**Exercise data**
▶

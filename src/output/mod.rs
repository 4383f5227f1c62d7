//! Output module for crawl reports
//!
//! This module handles:
//! - Rendering the analytics report once a crawl is done
//! - Printing a statistics summary to the console

mod report;
pub mod stats;

pub use report::{format_report, write_report};
pub use stats::{print_statistics, CrawlStatistics};

use thiserror::Error;

/// Errors that can occur during output operations
#[derive(Debug, Error)]
pub enum OutputError {
    #[error("IO error: {0}")]
    Io(#[from] std::io::Error),
}

/// Result type for output operations
pub type OutputResult<T> = Result<T, OutputError>;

◀

**Work task**
Extract all the entries word for word.

**Exercise solution**
filename src/output/mod.rs
repository 4383f5227f1c62d7
//! Output module for crawl reports
//!
//! This module handles:
//! - Rendering the analytics report once a crawl is done
//! - Printing a statistics summary to the console

mod report;
pub mod stats;

pub use report::{format_report, write_report};
pub use stats::{print_statistics, CrawlStatistics};

use thiserror::Error;

/// Errors that can occur during output operations
#[derive(Debug, Error)]
pub enum OutputError {
    #[error("IO error: {0}")]
    Io(#[from] std::io::Error),
}

/// Result type for output operations
pub type OutputResult<T> = Result<T, OutputError>;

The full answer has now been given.